Three typical anxieties dominate our lives. Matthew 6:25 mentions two of them. “Do not be worried about your life, as to what you will eat or what you will drink; nor for your body, as to what you will put on.” What am I going to take to the fellowship supper? What are we going to feed our company? Such anxiety escalates to war over food within families and between nations. We also fret about clothing. What am I going to wear to the dance, the theater, the wedding? Young people kill for basketball shoes and designer jackets.
Matthew 6:27 and 34 mentions a third worry. “Who of you by being worried can add a single hour to his life?” And, “Do not worry about tomorrow.” Can you add minutes or hours to your life? Suppose there is cancer? Suppose we have arthritis, bad vision, paralysis, old age, or some new and heretofore unknown disease. Will we add days to our lives? We do not ultimately control these things.
The answer to worry and anxiety is rooted in God. Matthew 6:19-21 exhorts. “Do not store up for yourselves treasures on earth, where moth and rust destroy, and where thieves break in and steal. But store up for yourselves treasures in heaven, where neither moth nor rust destroys, and where thieves do not break in or steal; for where your treasure is, there your heart will be also.” What do you treasure? Are fields, farms, houses, cars, computers, and jobs more important than God? We want God but not at the expense of a special car, a specific computer, or particular clothes. Anxiety rises because God is in our way.

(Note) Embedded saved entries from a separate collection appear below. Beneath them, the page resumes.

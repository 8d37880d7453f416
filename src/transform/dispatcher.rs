//! Request transformation registry and dispatch.
//!
//! # Responsibilities
//! - Hold transformations registered at startup, keyed by path template
//! - Apply every transformation registered for a request's template,
//!   in registration order, after the policy allowed the request
//!
//! # Design Decisions
//! - Built once and shared read-only, so concurrent requests need no locks
//! - The first failing transformation stops the pass; edits made by
//!   earlier ones are not rolled back
//! - Transformations see the policy but cannot change the decision

use std::fmt;
use std::sync::Arc;

use crate::error::{ConfigurationError, TransformationError};
use crate::http::request::RequestDescriptor;
use crate::policy::Policy;
use crate::routing::PathTemplate;
use crate::transform::args::HandlerArgs;

/// Signature of a transformation body.
pub type TransformFn =
    dyn Fn(&RequestDescriptor, &Policy, &mut HandlerArgs) -> Result<(), TransformationError>
        + Send
        + Sync;

/// A mutation applied to handler arguments for a set of path templates.
#[derive(Clone)]
pub struct RequestTransformation {
    name: String,
    path_formats: Vec<PathTemplate>,
    transform: Arc<TransformFn>,
}

impl RequestTransformation {
    pub fn new<P, F>(path_formats: P, transform: F) -> Result<Self, ConfigurationError>
    where
        P: IntoIterator,
        P::Item: AsRef<str>,
        F: Fn(&RequestDescriptor, &Policy, &mut HandlerArgs) -> Result<(), TransformationError>
            + Send
            + Sync
            + 'static,
    {
        let mut formats: Vec<PathTemplate> = Vec::new();
        for raw in path_formats {
            let template = PathTemplate::parse(raw.as_ref())?;
            if !formats.contains(&template) {
                formats.push(template);
            }
        }

        Ok(Self {
            name: "anonymous".to_string(),
            path_formats: formats,
            transform: Arc::new(transform),
        })
    }

    /// Name used in logs and metrics.
    pub fn named(mut self, name: impl Into<String>) -> Self {
        self.name = name.into();
        self
    }

    pub fn name(&self) -> &str {
        &self.name
    }

    pub fn path_formats(&self) -> &[PathTemplate] {
        &self.path_formats
    }

    /// Whether this transformation is registered for `request`.
    ///
    /// Requests without a resolved template are matched against the raw path.
    pub fn applies_to(&self, request: &RequestDescriptor) -> bool {
        match &request.path_template {
            Some(template) => self.path_formats.contains(template),
            None => self
                .path_formats
                .iter()
                .any(|format| format.match_path(&request.path).is_some()),
        }
    }

    pub fn apply(
        &self,
        request: &RequestDescriptor,
        policy: &Policy,
        args: &mut HandlerArgs,
    ) -> Result<(), TransformationError> {
        (self.transform)(request, policy, args)
    }
}

impl fmt::Debug for RequestTransformation {
    fn fmt(&self, f: &mut fmt::Formatter<'_>) -> fmt::Result {
        f.debug_struct("RequestTransformation")
            .field("name", &self.name)
            .field("path_formats", &self.path_formats)
            .finish_non_exhaustive()
    }
}

/// Ordered set of transformations, fixed at startup.
#[derive(Debug, Clone, Default)]
pub struct TransformationRegistry {
    transformations: Vec<RequestTransformation>,
}

impl TransformationRegistry {
    pub fn new() -> Self {
        Self::default()
    }

    pub fn register(&mut self, transformation: RequestTransformation) {
        tracing::info!(
            name = %transformation.name,
            path_formats = ?transformation.path_formats.iter().map(PathTemplate::as_str).collect::<Vec<_>>(),
            "Registered request transformation"
        );
        self.transformations.push(transformation);
    }

    pub fn with(mut self, transformation: RequestTransformation) -> Self {
        self.register(transformation);
        self
    }

    pub fn len(&self) -> usize {
        self.transformations.len()
    }

    pub fn is_empty(&self) -> bool {
        self.transformations.is_empty()
    }

    /// Transformations registered for `request`, in registration order.
    pub fn matching<'a>(
        &'a self,
        request: &'a RequestDescriptor,
    ) -> impl Iterator<Item = &'a RequestTransformation> + 'a {
        self.transformations
            .iter()
            .filter(move |t| t.applies_to(request))
    }

    pub fn has_any_for(&self, request: &RequestDescriptor) -> bool {
        self.matching(request).next().is_some()
    }

    /// Apply every matching transformation, returning how many ran.
    pub fn apply(
        &self,
        request: &RequestDescriptor,
        policy: &Policy,
        args: &mut HandlerArgs,
    ) -> Result<usize, TransformationError> {
        let mut applied = 0;
        for transformation in self.matching(request) {
            tracing::debug!(
                name = %transformation.name,
                path = %request.path,
                "Applying request transformation"
            );
            if let Err(e) = transformation.apply(request, policy, args) {
                tracing::error!(
                    name = %transformation.name,
                    path = %request.path,
                    error = %e,
                    applied,
                    "Request transformation failed"
                );
                return Err(e);
            }
            applied += 1;
        }

        if applied == 0 {
            tracing::debug!(path = %request.path, "No transformation registered for this route");
        }
        Ok(applied)
    }
}
//! Post-authorization request transformations.
//!
//! # Data Flow
//! ```text
//! Decision::Allow
//!     → dispatcher.rs (select transformations registered for the template)
//!     → each transform(request, policy, &mut HandlerArgs), in order
//!     → args.rs (mutated bundle written back into the request)
//!     → downstream handler
//! ```
//!
//! Typical use is narrowing a payload to what the caller may see, using
//! values the policy generator stored in `Policy::metadata`.

pub mod args;
pub mod dispatcher;

pub use args::HandlerArgs;
pub use dispatcher::{RequestTransformation, TransformFn, TransformationRegistry};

When anxiety is high, faith is low. “If God so clothes the grass of the field, which is alive today and tomorrow is thrown into the furnace, will He not much more clothe you? You of little faith” (Matthew 6:30). Anxiety is indeed a control issue. We are not in control. God is. God provides adequate food and clothing. God also controls your future. To overcome anxiety, don’t center your thoughts on food, clothing, and the future. “Seek first His kingdom and His righteousness, and all these things will be added to you” (Matthew 6:33).